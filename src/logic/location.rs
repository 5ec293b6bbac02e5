use crate::models::{Coordinates, EnvironmentProfile, Granularity, Level, SoilClass};
use std::collections::HashMap;

/// A district with a granular agro-climatic profile.
struct DistrictEntry {
    names: &'static [&'static str],
    region_id: &'static str,
    soil: SoilClass,
    rainfall: Level,
    irrigation: Level,
    lat: f64,
    lon: f64,
}

/// A state-level profile, matched when the location mentions any alias.
struct RegionEntry {
    id: &'static str,
    name: &'static str,
    aliases: &'static [&'static str],
    soil: SoilClass,
    rainfall: Level,
    irrigation: Level,
    lat: f64,
    lon: f64,
}

use Level::{High, Low, Medium, VeryHigh, VeryLow};
use SoilClass::{Alluvial, Black, Calcareous, Coastal, Forest, Loamy, Red, Sandy, Terai};

macro_rules! district {
    ($names:expr, $region:expr, $soil:expr, $rain:expr, $irr:expr, $lat:expr, $lon:expr) => {
        DistrictEntry {
            names: $names,
            region_id: $region,
            soil: $soil,
            rainfall: $rain,
            irrigation: $irr,
            lat: $lat,
            lon: $lon,
        }
    };
}

macro_rules! region {
    ($id:expr, $name:expr, $soil:expr, $rain:expr, $irr:expr, $lat:expr, $lon:expr, $aliases:expr) => {
        RegionEntry {
            id: $id,
            name: $name,
            aliases: $aliases,
            soil: $soil,
            rainfall: $rain,
            irrigation: $irr,
            lat: $lat,
            lon: $lon,
        }
    };
}

#[rustfmt::skip]
const DISTRICTS: &[DistrictEntry] = &[
    // Maharashtra
    district!(&["pune"], "maharashtra", Black, Medium, High, 18.52, 73.86),
    district!(&["nashik", "nasik"], "maharashtra", Red, Medium, High, 19.99, 73.79),
    district!(&["nagpur"], "maharashtra", Black, High, Medium, 21.15, 79.09),
    district!(&["solapur"], "maharashtra", Black, Low, Low, 17.66, 75.91),
    district!(&["aurangabad", "chhatrapati sambhajinagar"], "maharashtra", Black, Low, Medium, 19.88, 75.34),
    district!(&["amravati"], "maharashtra", Black, Medium, Medium, 20.93, 77.75),
    district!(&["kolhapur"], "maharashtra", Red, High, High, 16.70, 74.24),
    district!(&["satara"], "maharashtra", Black, Medium, High, 17.68, 74.02),
    // Gujarat
    district!(&["ahmedabad"], "gujarat", Alluvial, Medium, High, 23.02, 72.57),
    district!(&["surat"], "gujarat", Black, High, High, 21.17, 72.83),
    district!(&["rajkot"], "gujarat", Black, Low, Medium, 22.30, 70.80),
    district!(&["kutch", "kachchh"], "gujarat", Sandy, VeryLow, Low, 23.73, 69.86),
    district!(&["vadodara", "baroda"], "gujarat", Loamy, Medium, High, 22.31, 73.18),
    district!(&["junagadh"], "gujarat", Calcareous, Medium, Medium, 21.52, 70.46),
    // Rajasthan
    district!(&["jodhpur"], "rajasthan", Sandy, VeryLow, Low, 26.24, 73.02),
    district!(&["udaipur"], "rajasthan", Red, Medium, Medium, 24.59, 73.71),
    district!(&["kota"], "rajasthan", Black, Medium, High, 25.21, 75.86),
    district!(&["bikaner"], "rajasthan", Sandy, VeryLow, Low, 28.02, 73.31),
    // Punjab / Haryana
    district!(&["ludhiana"], "punjab", Alluvial, Medium, VeryHigh, 30.90, 75.86),
    district!(&["amritsar"], "punjab", Alluvial, Medium, VeryHigh, 31.63, 74.87),
    district!(&["patiala"], "punjab", Loamy, Medium, High, 30.34, 76.39),
    district!(&["karnal"], "haryana", Alluvial, Medium, High, 29.69, 76.99),
    district!(&["hisar"], "haryana", Sandy, Low, Medium, 29.15, 75.72),
    // South
    district!(&["bangalore", "bengaluru"], "karnataka", Red, Medium, Medium, 12.97, 77.59),
    district!(&["mysore", "mysuru"], "karnataka", Red, Medium, High, 12.30, 76.64),
    district!(&["belgaum", "belagavi"], "karnataka", Black, High, Medium, 15.85, 74.50),
    district!(&["chennai"], "tamil_nadu", Coastal, High, Medium, 13.08, 80.27),
    district!(&["coimbatore"], "tamil_nadu", Red, Low, High, 11.02, 76.96),
    district!(&["madurai"], "tamil_nadu", Red, Low, High, 9.93, 78.12),
    district!(&["hyderabad"], "telangana", Red, Medium, Medium, 17.39, 78.49),
    district!(&["warangal"], "telangana", Black, Medium, High, 17.97, 79.59),
    // East
    district!(&["kolkata", "calcutta"], "bengal", Alluvial, VeryHigh, High, 22.57, 88.36),
    district!(&["siliguri"], "bengal", Terai, VeryHigh, High, 26.73, 88.40),
    district!(&["patna"], "bihar", Alluvial, Medium, High, 25.59, 85.14),
    district!(&["bhubaneswar"], "odisha", Red, High, Medium, 20.30, 85.82),
    district!(&["guwahati"], "assam", Alluvial, VeryHigh, Medium, 26.14, 91.74),
    // Central
    district!(&["bhopal"], "mp", Black, Medium, Medium, 23.26, 77.41),
    district!(&["indore"], "mp", Black, Medium, High, 22.72, 75.86),
    district!(&["jabalpur"], "mp", Sandy, High, Medium, 23.18, 79.99),
    district!(&["raipur"], "chhattisgarh", Red, High, Medium, 21.25, 81.63),
    // North
    district!(&["lucknow"], "up", Alluvial, Medium, High, 26.85, 80.95),
    district!(&["kanpur"], "up", Alluvial, Medium, High, 26.45, 80.33),
    district!(&["varanasi", "banaras"], "up", Alluvial, Medium, High, 25.32, 82.97),
    district!(&["dehradun"], "uttarakhand", Forest, High, Medium, 30.32, 78.03),
];

#[rustfmt::skip]
const REGIONS: &[RegionEntry] = &[
    region!("punjab", "Punjab", Alluvial, Medium, High, 30.90, 75.86,
        &["punjab", "ludhiana", "amritsar"]),
    region!("maharashtra", "Maharashtra", Black, Medium, Medium, 19.75, 75.71,
        &["maharashtra", "pune", "mumbai", "nagpur", "nashik"]),
    region!("rajasthan", "Rajasthan", Sandy, Low, Low, 26.91, 75.79,
        &["rajasthan", "jaipur", "jodhpur", "udaipur"]),
    region!("haryana", "Haryana", Alluvial, Low, High, 29.06, 76.09,
        &["haryana", "gurgaon", "gurugram", "hisar"]),
    region!("delhi", "Delhi", Alluvial, Low, High, 28.61, 77.21,
        &["delhi", "new delhi"]),
    region!("up", "Uttar Pradesh", Alluvial, Medium, High, 26.85, 80.95,
        &["up", "uttar pradesh", "lucknow", "kanpur"]),
    region!("mp", "Madhya Pradesh", Black, Medium, Medium, 23.26, 77.41,
        &["mp", "madhya pradesh", "bhopal", "indore"]),
    region!("gujarat", "Gujarat", Black, Low, Medium, 23.02, 72.57,
        &["gujarat", "ahmedabad", "surat", "vadodara", "rajkot"]),
    region!("karnataka", "Karnataka", Red, Medium, Medium, 12.97, 77.59,
        &["karnataka", "bangalore", "bengaluru", "mysore"]),
    region!("tamil_nadu", "Tamil Nadu", Red, Medium, High, 13.08, 80.27,
        &["tamil nadu", "chennai", "coimbatore"]),
    region!("telangana", "Telangana", Red, Medium, Medium, 17.39, 78.49,
        &["telangana", "hyderabad"]),
    region!("bengal", "West Bengal", Alluvial, High, High, 22.57, 88.36,
        &["west bengal", "bengal", "kolkata", "siliguri"]),
    region!("bihar", "Bihar", Alluvial, Medium, High, 25.59, 85.14,
        &["bihar", "patna"]),
    region!("assam", "Assam", Alluvial, High, Low, 26.14, 91.74,
        &["assam", "guwahati"]),
    region!("odisha", "Odisha", Red, High, Medium, 20.30, 85.82,
        &["odisha", "orissa", "bhubaneswar"]),
    region!("chhattisgarh", "Chhattisgarh", Red, High, Medium, 21.25, 81.63,
        &["chhattisgarh", "raipur"]),
    region!("uttarakhand", "Uttarakhand", Forest, High, Medium, 30.32, 78.03,
        &["uttarakhand", "dehradun"]),
];

pub const DEFAULT_REGION_ID: &str = "generic";

/// Resolves free-text locations to agro-climatic profiles.
///
/// Lookup order: exact district name, then any region alias appearing as a
/// whole word in the text, then a generic national profile. Unresolvable
/// input is a normal outcome and never an error.
pub struct LocationProfileResolver {
    districts: HashMap<&'static str, &'static DistrictEntry>,
    region_aliases: Vec<(String, &'static RegionEntry)>,
    region_names: HashMap<&'static str, &'static str>,
}

impl LocationProfileResolver {
    pub fn new() -> Self {
        let districts = DISTRICTS
            .iter()
            .flat_map(|d| d.names.iter().map(move |name| (*name, d)))
            .collect();

        // Longer aliases first so "west bengal" wins over "bengal".
        let mut region_aliases: Vec<(String, &'static RegionEntry)> = REGIONS
            .iter()
            .flat_map(|r| r.aliases.iter().map(move |alias| (format!(" {} ", alias), r)))
            .collect();
        region_aliases.sort_by_key(|(alias, _)| std::cmp::Reverse(alias.len()));

        let region_names = REGIONS.iter().map(|r| (r.id, r.name)).collect();

        Self {
            districts,
            region_aliases,
            region_names,
        }
    }

    pub fn resolve(
        &self,
        location_text: &str,
        coordinates: Option<Coordinates>,
    ) -> EnvironmentProfile {
        let normalized = normalize(location_text);

        let mut profile = self
            .match_district(&normalized)
            .or_else(|| self.match_region(&normalized))
            .unwrap_or_else(|| {
                tracing::debug!(
                    "No profile for '{}', using generic default",
                    location_text
                );
                Self::default_profile()
            });

        if coordinates.is_some() {
            profile.coordinates = coordinates;
        }
        profile
    }

    pub fn default_profile() -> EnvironmentProfile {
        EnvironmentProfile {
            soil_class: Loamy,
            rainfall_class: Medium,
            irrigation_class: Medium,
            region_id: DEFAULT_REGION_ID.to_string(),
            region_name: "India".to_string(),
            granularity: Granularity::Default,
            coordinates: None,
        }
    }

    /// Each comma-separated segment is tried as a district name, so
    /// "Ludhiana, Punjab" still resolves at district level.
    fn match_district(&self, normalized: &str) -> Option<EnvironmentProfile> {
        let district = normalized
            .split(',')
            .map(|segment| segment.split_whitespace().collect::<Vec<_>>().join(" "))
            .find_map(|segment| self.districts.get(segment.as_str()).copied())?;

        let region_name = self
            .region_names
            .get(district.region_id)
            .copied()
            .unwrap_or(district.region_id);

        Some(EnvironmentProfile {
            soil_class: district.soil,
            rainfall_class: district.rainfall,
            irrigation_class: district.irrigation,
            region_id: district.region_id.to_string(),
            region_name: region_name.to_string(),
            granularity: Granularity::District,
            coordinates: Some(Coordinates::new(district.lat, district.lon)),
        })
    }

    fn match_region(&self, normalized: &str) -> Option<EnvironmentProfile> {
        let padded = format!(
            " {} ",
            normalized
                .chars()
                .map(|c| if c.is_alphanumeric() { c } else { ' ' })
                .collect::<String>()
                .split_whitespace()
                .collect::<Vec<_>>()
                .join(" ")
        );

        let (_, region) = self
            .region_aliases
            .iter()
            .find(|(alias, _)| padded.contains(alias.as_str()))?;

        Some(EnvironmentProfile {
            soil_class: region.soil,
            rainfall_class: region.rainfall,
            irrigation_class: region.irrigation,
            region_id: region.id.to_string(),
            region_name: region.name.to_string(),
            granularity: Granularity::Region,
            coordinates: Some(Coordinates::new(region.lat, region.lon)),
        })
    }
}

impl Default for LocationProfileResolver {
    fn default() -> Self {
        Self::new()
    }
}

fn normalize(text: &str) -> String {
    text.trim().to_lowercase()
}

TASK STATEMENT:
Select and copy every line of the material that holds the string "telangana".

SOLUTION FOR THIS TASK:
    district!(&["hyderabad"], "telangana", Red, Medium, Medium, 17.39, 78.49),
    district!(&["warangal"], "telangana", Black, Medium, High, 17.97, 79.59),
    region!("telangana", "Telangana", Red, Medium, Medium, 17.39, 78.49,
        &["telangana", "hyderabad"]),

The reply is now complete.